Is Your Strategic Roadmap Too Ambitious?
When you take everything you want to do and start putting that in the quarters and months you actually have available — aka strategic roadmapping — know that the first draft is usually going to be too ambitious. It looks good on the first pass, but when you take a step back and ask, "Can I actually do this with everything else I already have going on?", if you're being honest, you'll probably see that you can't.
Think about it this way: if you're already overloaded with projects and commitments, adding a bunch of new stuff to the mix is not going to help. And changing the overload equilibrium you're in is going to require additional work. You're stuck there because it's easier in the short term to keep doing what you're doing, but what you're doing is keeping you there.
So you'll probably have to start removing quarter-sized projects (we call quarter-sized projects “quarterly objectives” in our planning process) and/or punting them into follow-on quarters. That second run tends to be closer.
But it's really the third pass, in my experience, that gets closer to something you can actually do.
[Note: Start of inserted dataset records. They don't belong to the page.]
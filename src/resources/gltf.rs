//! glTF 2.0 import (`.gltf` with embedded or data-URI buffers and binary `.glb`).

use std::{collections::HashMap, sync::Arc};

use anyhow::anyhow;
use log::warn;

use crate::data_structures::{
    instance::Instance,
    model::{Material, MeshData, ModelVertex},
    scene_graph::{ContainerNode, MeshNode, SceneNode},
};

struct Imported {
    buffers: Vec<gltf::buffer::Data>,
    images: Vec<gltf::image::Data>,
    materials: HashMap<Option<usize>, Arc<Material>>,
}

pub fn load_gltf(bytes: &[u8], name: &str) -> anyhow::Result<Box<dyn SceneNode>> {
    let (document, buffers, images) = gltf::import_slice(bytes)?;
    let mut imported = Imported {
        buffers,
        images,
        materials: HashMap::new(),
    };

    let scene = document
        .default_scene()
        .or_else(|| document.scenes().next())
        .ok_or_else(|| anyhow!("document contains no scene"))?;

    let mut root = ContainerNode::new(name, Instance::new());
    for node in scene.nodes() {
        root.add_child(to_scene_node(node, &mut imported)?);
    }
    if root.children.is_empty() {
        return Err(anyhow!("scene {} has no nodes", scene.index()));
    }
    Ok(Box::new(root))
}

fn to_scene_node(
    node: gltf::Node,
    imported: &mut Imported,
) -> anyhow::Result<Box<dyn SceneNode>> {
    let (position, rotation, scale) = node.transform().decomposed();
    let instance = Instance {
        position: position.into(),
        rotation: rotation.into(),
        scale: scale.into(),
    };
    let name = node
        .name()
        .map(str::to_string)
        .unwrap_or_else(|| format!("node-{}", node.index()));
    let mut scene_node = ContainerNode::new(&name, instance);

    if let Some(mesh) = node.mesh() {
        for primitive in mesh.primitives() {
            if primitive.mode() != gltf::mesh::Mode::Triangles {
                warn!("Skipping non-triangle primitive in {}", name);
                continue;
            }
            let data = read_primitive(&primitive, &imported.buffers)?;
            let material = material_for(&primitive.material(), imported);
            scene_node.add_child(Box::new(MeshNode::new(
                &format!("{}-{}", name, primitive.index()),
                Arc::new(data),
                material,
                Instance::new(),
            )));
        }
    }
    for child in node.children() {
        scene_node.add_child(to_scene_node(child, imported)?);
    }

    Ok(Box::new(scene_node))
}

fn read_primitive(
    primitive: &gltf::Primitive,
    buffers: &[gltf::buffer::Data],
) -> anyhow::Result<MeshData> {
    let reader = primitive.reader(|buffer| {
        buffers
            .get(buffer.index())
            .map(|data| data.0.as_slice())
    });

    let mut vertices: Vec<ModelVertex> = reader
        .read_positions()
        .ok_or_else(|| anyhow!("primitive {} has no positions", primitive.index()))?
        .map(|position| ModelVertex {
            position,
            tex_coords: Default::default(),
            normal: [0.0, 1.0, 0.0],
        })
        .collect();
    if let Some(normals) = reader.read_normals() {
        for (vertex, normal) in vertices.iter_mut().zip(normals) {
            vertex.normal = normal;
        }
    }
    if let Some(tex_coords) = reader.read_tex_coords(0).map(|v| v.into_f32()) {
        for (vertex, tex_coord) in vertices.iter_mut().zip(tex_coords) {
            vertex.tex_coords = tex_coord;
        }
    }
    let indices = match reader.read_indices() {
        Some(indices) => indices.into_u32().collect(),
        None => (0..vertices.len() as u32).collect(),
    };

    Ok(MeshData { vertices, indices })
}

fn material_for(material: &gltf::Material, imported: &mut Imported) -> Arc<Material> {
    let images = &imported.images;
    imported
        .materials
        .entry(material.index())
        .or_insert_with(|| {
            let pbr = material.pbr_metallic_roughness();
            let [r, g, b, a] = pbr.base_color_factor();
            let mut result = Material::lambert(material.name().unwrap_or("gltf-default"), 0xffffff);
            result.color = [r, g, b];
            result = result.with_opacity(a);
            if let Some(info) = pbr.base_color_texture() {
                match images.get(info.texture().source().index()).and_then(to_rgba) {
                    Some(texture) => result = result.with_texture(Arc::new(texture)),
                    None => warn!("Unsupported base colour texture in {}", result.name),
                }
            }
            Arc::new(result)
        })
        .clone()
}

fn to_rgba(data: &gltf::image::Data) -> Option<image::RgbaImage> {
    use gltf::image::Format;
    match data.format {
        Format::R8G8B8A8 => image::RgbaImage::from_raw(data.width, data.height, data.pixels.clone()),
        Format::R8G8B8 => image::RgbImage::from_raw(data.width, data.height, data.pixels.clone())
            .map(|rgb| image::DynamicImage::ImageRgb8(rgb).to_rgba8()),
        _ => None,
    }
}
This is why I recommend tackling your strategic roadmap in three passes, and waiting at least a day (but not more than three days) between the second and third passes. So if you start Friday, come back Monday for the third pass.
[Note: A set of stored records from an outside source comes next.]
use cgmath::{EuclideanSpace, InnerSpace, Point3, Vector3};
use interior_ngin::{
    camera::{Camera, OrbitController, Projection},
    config::{CameraBounds, ViewerConfig},
};

use crate::common::test_utils::assert_close;

mod common;

fn default_controller() -> OrbitController {
    OrbitController::from_config(&ViewerConfig::default())
}

#[test]
fn should_start_at_configured_position_facing_origin() {
    let camera = Camera::new([5.0, 5.0, 5.0]);
    assert_eq!(camera.position(), Point3::new(5.0, 5.0, 5.0));
    assert_eq!(camera.target(), Point3::origin());

    let expected = -Vector3::new(5.0f32, 5.0, 5.0).normalize();
    let forward = camera.forward();
    assert_close(forward.x, expected.x, "forward x");
    assert_close(forward.y, expected.y, "forward y");
    assert_close(forward.z, expected.z, "forward z");
}

#[test]
fn should_return_to_start_after_inverse_zoom() {
    let controller = default_controller();
    let mut camera = Camera::new([5.0, 5.0, 5.0]);
    let start = camera.distance();

    for _ in 0..7 {
        assert!(controller.wheel(&mut camera, 120.0));
    }
    assert!(camera.distance() > start);
    for _ in 0..7 {
        assert!(controller.wheel(&mut camera, -120.0));
    }
    assert_close(camera.distance(), start, "distance after zooming back");
}

#[test]
fn should_zoom_by_factor_per_step() {
    let controller = default_controller();
    let mut camera = Camera::new([5.0, 5.0, 5.0]);
    let start = camera.distance();

    controller.wheel(&mut camera, 1.0);
    assert_close(camera.distance(), start * 1.1, "one step out");
    controller.wheel(&mut camera, -1.0);
    controller.wheel(&mut camera, -1.0);
    assert_close(camera.distance(), start / 1.1, "one step in from start");
}

#[test]
fn should_ignore_zero_wheel_delta() {
    let controller = default_controller();
    let mut camera = Camera::new([5.0, 5.0, 5.0]);
    assert!(!controller.wheel(&mut camera, 0.0));
    assert_eq!(camera.position(), Point3::new(5.0, 5.0, 5.0));
}

#[test]
fn should_return_to_start_after_inverse_orbit() {
    let mut controller = default_controller();
    let mut camera = Camera::new([5.0, 5.0, 5.0]);

    controller.pointer_down(100.0, 100.0);
    assert!(controller.pointer_move(&mut camera, 180.0, 100.0));
    assert!((camera.position().x - 5.0).abs() > 0.1, "camera orbited");
    assert!(controller.pointer_move(&mut camera, 100.0, 100.0));
    controller.pointer_up();

    assert_close(camera.position().x, 5.0, "x");
    assert_close(camera.position().y, 5.0, "y");
    assert_close(camera.position().z, 5.0, "z");
}

#[test]
fn should_keep_radius_and_height_while_orbiting() {
    let controller = default_controller();
    let mut camera = Camera::new([3.0, 2.0, 4.0]);

    controller.orbit(&mut camera, 157.0, 0.0);
    let p = camera.position();
    assert_close((p.x * p.x + p.z * p.z).sqrt(), 5.0, "horizontal radius");
    assert_close(p.y, 2.0, "height");
}

#[test]
fn should_rotate_with_previous_pair() {
    // a quarter turn maps (x, z) = (1, 0) onto (0, 1)
    let controller = OrbitController::new(std::f32::consts::FRAC_PI_2, 0.01, 1.1);
    let mut camera = Camera::new([1.0, 1.0, 0.0]);
    controller.orbit(&mut camera, 1.0, 0.0);
    assert_close(camera.position().x, 0.0, "x");
    assert_close(camera.position().z, 1.0, "z");
}

#[test]
fn should_lift_with_vertical_drag() {
    let mut controller = default_controller();
    let mut camera = Camera::new([5.0, 5.0, 5.0]);

    controller.pointer_down(0.0, 0.0);
    controller.pointer_move(&mut camera, 0.0, 50.0);
    assert_close(camera.position().y, 5.5, "lifted height");
    assert_close(camera.position().x, 5.0, "x unchanged");
}

#[test]
fn should_only_orbit_while_dragging() {
    let mut controller = default_controller();
    let mut camera = Camera::new([5.0, 5.0, 5.0]);

    assert!(!controller.pointer_move(&mut camera, 40.0, 40.0));
    assert_eq!(camera.position(), Point3::new(5.0, 5.0, 5.0));

    controller.pointer_down(0.0, 0.0);
    assert!(controller.drag_state().dragging);
    controller.pointer_up();
    let drag = controller.drag_state();
    assert!(!drag.dragging);
    assert_eq!((drag.last_x, drag.last_y), (0.0, 0.0));
    assert!(!controller.pointer_move(&mut camera, 40.0, 40.0));
}

#[test]
fn should_stay_unbounded_by_default() {
    let controller = default_controller();
    let mut camera = Camera::new([5.0, 5.0, 5.0]);
    for _ in 0..60 {
        controller.wheel(&mut camera, -1.0);
    }
    assert!(camera.distance() < 0.1, "the camera may move into the room center");

    controller.orbit(&mut camera, 0.0, -10_000.0);
    assert!(camera.position().y < -90.0, "no floor clamp without bounds");
}

#[test]
fn should_clamp_when_bounds_are_configured() {
    let bounds = CameraBounds::default();
    let controller = default_controller().with_bounds(bounds);
    let mut camera = Camera::new([5.0, 5.0, 5.0]);

    for _ in 0..60 {
        controller.wheel(&mut camera, 1.0);
    }
    assert_close(camera.distance(), bounds.max_distance, "max distance");

    for _ in 0..120 {
        controller.wheel(&mut camera, -1.0);
    }
    assert_close(camera.distance(), bounds.min_distance, "min distance");

    controller.orbit(&mut camera, 0.0, -10_000.0);
    assert_close(camera.position().y, bounds.min_y, "min height");
}

#[test]
fn should_keep_distance_limit_above_height_range() {
    let controller = default_controller().with_bounds(CameraBounds {
        min_distance: 1.0,
        max_distance: 5.0,
        min_y: -10.0,
        max_y: 10.0,
    });
    let mut camera = Camera::new([3.0, 3.0, 3.0]);

    controller.orbit(&mut camera, 0.0, 900.0);

    assert!(camera.distance() <= 5.0 + 1e-4, "distance {}", camera.distance());
    assert_close(camera.position().y, 5.0, "height capped by distance");
    assert!(camera.position().x.is_finite());
}

#[test]
fn should_reject_inverted_bounds() {
    let inverted = CameraBounds {
        min_distance: 10.0,
        max_distance: 2.0,
        ..Default::default()
    };
    assert!(inverted.validate().is_err());
    assert!(
        CameraBounds {
            min_y: 5.0,
            max_y: 1.0,
            ..Default::default()
        }
        .validate()
        .is_err()
    );
    assert!(
        CameraBounds {
            min_distance: f32::NAN,
            ..Default::default()
        }
        .validate()
        .is_err()
    );
    assert!(CameraBounds::default().validate().is_ok());
    assert!(ViewerConfig::default().with_camera_bounds(inverted).validate().is_err());
}

#[test]
fn should_order_inverted_bounds_when_clamping() {
    let controller = default_controller().with_bounds(CameraBounds {
        min_distance: 10.0,
        max_distance: 2.0,
        ..Default::default()
    });
    let mut camera = Camera::new([5.0, 5.0, 5.0]);

    for _ in 0..40 {
        controller.wheel(&mut camera, 1.0);
    }
    assert_close(camera.distance(), 10.0, "upper limit");
    for _ in 0..80 {
        controller.wheel(&mut camera, -1.0);
    }
    assert_close(camera.distance(), 2.0, "lower limit");
}

#[test]
fn should_face_origin_from_straight_above() {
    let camera = Camera::new([0.0, 10.0, 0.0]);
    assert_eq!(camera.up(), -Vector3::unit_z());
    let forward = camera.forward();
    assert_close(forward.y, -1.0, "looking down");
    assert!(camera.calc_matrix().x.x.is_finite());
}

#[test]
fn should_follow_aspect_ratio() {
    let mut projection = Projection::from_config(800, 600, &ViewerConfig::default());
    assert_close(projection.aspect(), 4.0 / 3.0, "initial aspect");
    assert_close(projection.znear(), 0.1, "near plane");
    assert_close(projection.zfar(), 1000.0, "far plane");

    projection.resize(1920, 1080);
    assert_close(projection.aspect(), 16.0 / 9.0, "wide aspect");
    projection.resize(0, 1080);
    assert_close(projection.aspect(), 16.0 / 9.0, "zero width ignored");
}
In between the first and the third pass is often a bit of frustration, sadness, self-negotiation, and (finally) acceptance, as I've mentioned in Why Strategic Planning Is So Hard for Creative People.
I used to try to prevent people from over-stuffing their first pass, but I learned that it's a part of the process and if I tell them they're over-stuffing their strategic roadmap, it fires up their creative rebel in a counterproductive way. So now I just encourage them to get everything out, see what it looks like, and then pare down when the overwhelm starts to take a hold of them.
In case you're curious, this issue (predictably) came up recently during a team strategy retreat I was facilitating. As I’ve done more of these, I’ve noticed a pattern: the smaller the company, the more overly ambitious their first passes tend to be and the more emotional the process is. While I think there’s experience at play in larger organizations, I also think that there’s less engagement, investment, and inspired vision in those planning teams.